In 2007, Watson Bowl was renamed for the late Umberto Abronzino, credited as being the father of soccer in Santa Clara Valley. As the San Jose Mercury News reported in his 2006 obituary, although Abronzino lived in the Willow Glen neighborhood, "[h]is home, however, was truly at Watson Bowl..."
Watson Park, built on a former San Jose city dump, was closed for several years for toxic remediation. In August 2011, the park re-opened, and the soccer bowl now contains two beautiful new fields, one grass and one artificial turf, both with lights to allow night play. The vision of making the Abronzino Bowl a recreational soccer showpiece includes (among other amenities elsewhere in the park), a soccer field house replete with restrooms, concessions, office space, storage – and a permanent exhibit wall on Umberto Abronzino and the history of recreational soccer in Silicon Valley curated by our local history museum.

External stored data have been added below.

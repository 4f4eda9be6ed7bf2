//! Engine error types.
//!
//! Only [`ControllerError`] ever leaves [`crate::Controller::run`]. Source and
//! reconcile failures are retried locally and logged.

use std::time::Duration;
use thiserror::Error;

/// Errors produced by a [`crate::ResourceSource`].
#[derive(Debug, Clone, Error)]
pub enum SourceError {
    /// Transient transport, auth or decode failure. Retried with backoff.
    #[error("transport error: {0}")]
    Transport(String),

    /// The resource version we resumed from is no longer served; relist.
    #[error("resource version expired: {0}")]
    Gone(String),

    /// Unrecoverable source failure. Stops the sync loop.
    #[error("fatal source error: {0}")]
    Fatal(String),
}

impl From<kube::Error> for SourceError {
    fn from(err: kube::Error) -> Self {
        match &err {
            kube::Error::Api(status) if status.code == 410 => Self::Gone(err.to_string()),
            _ => Self::Transport(err.to_string()),
        }
    }
}

/// Failure outcome of a single reconcile call.
#[derive(Debug, Clone, Error)]
pub enum ReconcileError {
    /// The reconciler reported a failure.
    #[error("reconcile failed: {0}")]
    Failed(String),

    /// The reconciler panicked; caught at the worker boundary.
    #[error("reconciler panicked: {0}")]
    Panicked(String),
}

impl ReconcileError {
    /// Wraps any displayable error as a [`ReconcileError::Failed`].
    pub fn failed(err: impl std::fmt::Display) -> Self {
        Self::Failed(err.to_string())
    }
}

/// A resource key could not be derived from an object.
#[derive(Debug, Clone, PartialEq, Eq, Error)]
pub enum KeyError {
    /// `metadata.name` is unset.
    #[error("object has no metadata.name")]
    MissingName,

    /// The key string is not `name` or `namespace/name`.
    #[error("malformed resource key: {0}")]
    Malformed(String),
}

/// Errors surfaced by the controller supervisor.
#[derive(Debug, Error)]
pub enum ControllerError {
    /// The initial listing did not complete within the configured bound.
    #[error("timed out after {0:?} waiting for the initial sync")]
    StartupTimeout(Duration),

    /// The initial listing failed more often than the configured budget allows.
    #[error("initial listing failed {attempts} consecutive times: {source}")]
    SyncBudgetExhausted {
        /// Consecutive failed list attempts.
        attempts: u32,
        /// Last error returned by the source.
        #[source]
        source: SourceError,
    },

    /// The source reported an unrecoverable error.
    #[error("resource source failed: {0}")]
    Source(#[from] SourceError),

    /// The background sync task panicked or was aborted.
    #[error("sync task failed: {0}")]
    SyncTask(String),
}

Which is where the soccer community and the surrounding neighborhood step in.
"WE CAN MAKE THAT DREAM A REALITY" says local neighborhood activist and SSV/CF president Don Gagliardi.
"Our motto is 'BUILDING COMMUNITY THROUGH SOCCER' and what better way than to bring our community of soccer players and fans to build a beautiful field house that will benefit untold numbers of youth and recreational soccer players as well as serve as a shrine to San Jose's role as 'Soccer City U.S.A.'"
SOCCER WITHOUT BORDERS UGANDA
SOCCER WITHOUT BORDERS UGANDA uses soccer as a vehicle for positive change, providing urban refugees and Ugandan nationals in the Kampala area with educational and recreational opportunities that build skills and create social harmony.
Refugees flee to Uganda from some of the world’s most violent and protracted conflict zones. In Kampala, they face severe xenophobia and struggle—socially, economically and psychologically—to heal from past trauma and rebuild their lives in exile. Working with both newly-arrived refugee youth and Ugandan nationals, SWB Uganda uses soccer to support growth and conflict resolution within the individuals and communities it serves.
On the individual level, SWB works to help urban refugee children and youth heal from traumatic past lives and feel connected to a supportive community. By creating a safe space, connecting youth with caring adults and mentors, and providing them with opportunities to play, learn, laugh and express themselves, SWB participants rebuild a sense of confidence, an ability to trust others, and the feeling of community.
On the community level, SWB builds social harmony between participants from the DRC, Rwanda, Burundi, Sudan and Somalia and Uganda—communities that, due to limited resources and lack of mutual understanding, often enter into conflict. Through daily soccer and life skills sessions and the act of participating on a team, young people begin to value one another as individuals, regardless of perceived cultural divides. In SWB’s programs, diversity becomes an asset, rather than a source of perpetuated conflict or community tension.